17. March 2026

Topstory: Value Creation in Tech Deals: What drives value – and what holds it back. And why smart companies benefit twice from M&A awareness.

Many IT and software firms excel at product, but less so at structure: sales run on gut feel, numbers arrive late, and processes depend on a few people. That can work day to day, but it becomes a problem when succession, growth capital, or an acquisition is on the table. Buyers and investors don’t pay for “the best product on paper” – they pay for a business that runs predictably: stable revenues, reliable reporting, clean processes, and the ability to integrate smoothly with another company. Those who can demonstrate this achieve higher valuations and faster processes.

M&A awareness comes before exit readiness
“Before you think about sale readiness, you need to understand how value is measured,” says Pascal Kopp, Head of Business Development at atares. This M&A awareness helps you do the right things now – deal or no deal: close the books on time each month, maintain a small, clear KPI set (e.g., recurring revenue, existing customer growth, Customer Acquisition Cost, churn), secure key people, and keep critical documents organized. That improves controllability today and credibility in a process tomorrow. Prepared buyers and sellers with clear plans create value faster because integration and value levers are built in from the start.

What drives value (value drivers)

  • Recurring revenue that sticks: customers who keep buying; low churn; no outsized dependence on a few large accounts.
  • Sales as a system: a reliable pipeline, traceable win rates, clear pricing – and partners who bring repeat business (e.g., hyperscalers, ISVs, resellers).
  • Products that plug in: documented architecture, manageable technical debt, standard interfaces (APIs, Single Sign-On), and clean data – making integration faster and cheaper.
  • Team and organization: key people stay; know-how is documented; decisions follow a steady cadence (e.g., weekly/monthly reviews).
  • Finance and governance: timely month-end close; consistent KPI reporting; contracts, IP chains, policies, and core HR files at hand – this builds trust and speed.

What destroys value (value killers)

  • Founder dependency in product, customer relationships, or pricing; no succession plan.
  • “Foggy” numbers: late closes, no view of existing customer development or cash flows.
  • Technical legacy without interfaces: integration becomes costly, slow, and risky.
  • Discounting over value: weak service levels, too many discounts, poor price discipline; overexposure to a handful of customers.
  • Unplanned integration: no clear 30/60/90-day plan, unclear accountabilities, no retention packages for key people.

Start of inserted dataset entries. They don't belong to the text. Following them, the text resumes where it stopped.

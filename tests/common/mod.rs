#![allow(dead_code, missing_docs, clippy::unwrap_used)]

use std::collections::HashMap;
use std::ffi::{OsStr, OsString};
use std::sync::atomic::{AtomicUsize, Ordering};
use std::sync::{Arc, Mutex};
use std::time::Duration;

use bytes::Bytes;
use shell_fs::command::{Binding, CommandError, CommandOutput, CommandRunner};
use shell_fs::fs::shell_fs::{ShellFs, ShellFsConfig};
use tokio::sync::Semaphore;

pub const LIST: &str = "list-files";
pub const TRANSFORM: &str = "render-file";

/// A scripted result: stdout on success, exit code on failure.
type Script = Result<Vec<u8>, i32>;

#[derive(Default)]
struct State {
    listing: Option<Script>,
    contents: HashMap<OsString, Script>,
    panics: Vec<OsString>,
    transform_calls: HashMap<OsString, usize>,
    bindings_seen: Vec<Vec<Binding>>,
}

/// Command runner returning scripted outputs and counting invocations.
///
/// The list command answers with whatever [`FakeRunner::set_listing`] scripted (empty by
/// default). The transform command answers with the scripted content of the file named by the
/// `INPUT` binding, or `content of <name>` if nothing was scripted.
#[derive(Clone, Default)]
pub struct FakeRunner {
    state: Arc<Mutex<State>>,
    list_calls: Arc<AtomicUsize>,
    delay: Arc<Mutex<Duration>>,
    /// Transforms of these files wait for a permit before answering.
    gates: Arc<Mutex<HashMap<OsString, Arc<Semaphore>>>>,
}

impl FakeRunner {
    pub fn new() -> Self {
        Self::default()
    }

    pub fn with_listing(self, stdout: &str) -> Self {
        self.set_listing(stdout);
        self
    }

    pub fn set_listing(&self, stdout: &str) {
        self.state.lock().unwrap().listing = Some(Ok(stdout.as_bytes().to_vec()));
    }

    pub fn fail_listing(&self, code: i32) {
        self.state.lock().unwrap().listing = Some(Err(code));
    }

    pub fn set_content(&self, name: &str, stdout: &[u8]) {
        self.state
            .lock()
            .unwrap()
            .contents
            .insert(name.into(), Ok(stdout.to_vec()));
    }

    pub fn fail_content(&self, name: &str, code: i32) {
        self.state
            .lock()
            .unwrap()
            .contents
            .insert(name.into(), Err(code));
    }

    pub fn panic_on(&self, name: &str) {
        self.state.lock().unwrap().panics.push(name.into());
    }

    /// Delay every command by `delay` before it answers.
    pub fn set_delay(&self, delay: Duration) {
        *self.delay.lock().unwrap() = delay;
    }

    /// Hold transforms of `name` until [`release`](Self::release) is called.
    pub fn hold(&self, name: &str) {
        self.gates
            .lock()
            .unwrap()
            .insert(name.into(), Arc::new(Semaphore::new(0)));
    }

    /// Let every held and future transform of `name` through.
    pub fn release(&self, name: &str) {
        if let Some(gate) = self.gates.lock().unwrap().remove(OsStr::new(name)) {
            gate.add_permits(Semaphore::MAX_PERMITS / 2);
        }
    }

    pub fn list_calls(&self) -> usize {
        self.list_calls.load(Ordering::SeqCst)
    }

    pub fn transform_calls(&self, name: &str) -> usize {
        self.state
            .lock()
            .unwrap()
            .transform_calls
            .get(OsStr::new(name))
            .copied()
            .unwrap_or(0)
    }

    pub fn total_transform_calls(&self) -> usize {
        self.state.lock().unwrap().transform_calls.values().sum()
    }

    pub fn bindings_seen(&self) -> Vec<Vec<Binding>> {
        self.state.lock().unwrap().bindings_seen.clone()
    }

    fn answer(script: Option<Script>) -> Result<CommandOutput, CommandError> {
        match script {
            Some(Ok(stdout)) => Ok(CommandOutput {
                stdout: Bytes::from(stdout),
            }),
            Some(Err(code)) => Err(CommandError::Exit {
                code: Some(code),
                stderr: format!("scripted failure {code}"),
            }),
            None => Ok(CommandOutput {
                stdout: Bytes::new(),
            }),
        }
    }
}

impl CommandRunner for FakeRunner {
    async fn run(&self, command: &str, bindings: &[Binding]) -> Result<CommandOutput, CommandError> {
        let delay = *self.delay.lock().unwrap();
        match command {
            LIST => {
                self.list_calls.fetch_add(1, Ordering::SeqCst);
                if !delay.is_zero() {
                    tokio::time::sleep(delay).await;
                }
                let script = self.state.lock().unwrap().listing.clone();
                Self::answer(script)
            }
            TRANSFORM => {
                let name = bindings
                    .iter()
                    .find(|(k, _)| k == "INPUT")
                    .map(|(_, v)| v.clone())
                    .unwrap();
                let (script, panics) = {
                    let mut state = self.state.lock().unwrap();
                    *state.transform_calls.entry(name.clone()).or_default() += 1;
                    state.bindings_seen.push(bindings.to_vec());
                    (
                        state.contents.get(&name).cloned(),
                        state.panics.contains(&name),
                    )
                };

                let gate = self.gates.lock().unwrap().get(&name).cloned();
                if let Some(gate) = gate {
                    drop(gate.acquire().await.unwrap());
                }
                if !delay.is_zero() {
                    tokio::time::sleep(delay).await;
                }
                assert!(!panics, "scripted panic for {name:?}");

                let mut default = b"content of ".to_vec();
                default.extend_from_slice(name.as_encoded_bytes());
                Self::answer(Some(script.unwrap_or(Ok(default))))
            }
            other => Err(CommandError::Exit {
                code: Some(127),
                stderr: format!("unknown command {other}"),
            }),
        }
    }
}

/// Windows long enough that nothing expires during a test unless time is advanced.
pub fn config() -> ShellFsConfig {
    ShellFsConfig {
        listing_freshness: Duration::from_secs(10),
        content_freshness: Duration::from_secs(60),
        failure_window: Duration::from_secs(5),
        ..ShellFsConfig::new(LIST, TRANSFORM)
    }
}

pub fn shell_fs(runner: &FakeRunner) -> Arc<ShellFs<FakeRunner>> {
    Arc::new(ShellFs::new(runner.clone(), config()))
}

pub fn shell_fs_with(runner: &FakeRunner, config: ShellFsConfig) -> Arc<ShellFs<FakeRunner>> {
    Arc::new(ShellFs::new(runner.clone(), config))
}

What to do – lean and actionable

  • First: Run an honest health check. Keep the month-end close on schedule, track a small, stable KPI set (recurring revenue, existing customer development, churn, cash receipts), and set up a basic data room (contracts, IP chain, policies, key HR docs). Result: immediate visibility now and fewer follow-up questions later.
  • Second: Systematize. Build a reliable 12–36 month plan, streamline the sales process, enforce pricing discipline, and maintain partner playbooks. On the product side: prioritize interfaces, establish a security baseline, and document core processes. That makes growth repeatable and integration predictable.
  • Third: Open up options. Tell your equity story through capabilities: Which building blocks do you bring (e.g., security expertise, AI modules, sector access)? Map likely buyers/partners and set a simple roadmap, including communication and accountability plans. This increases speed and reliability in a deal.

Bottom line
Technical excellence is mandatory. But value only materializes when it’s backed by structure, clean numbers, and integration readiness. Every euro invested in M&A readiness ahead of a transaction pays twice: it improves day-to-day performance (results, transparency, pace) and flows straight into enterprise value, widening the valuation range in any future deal. In short: smart companies win either way.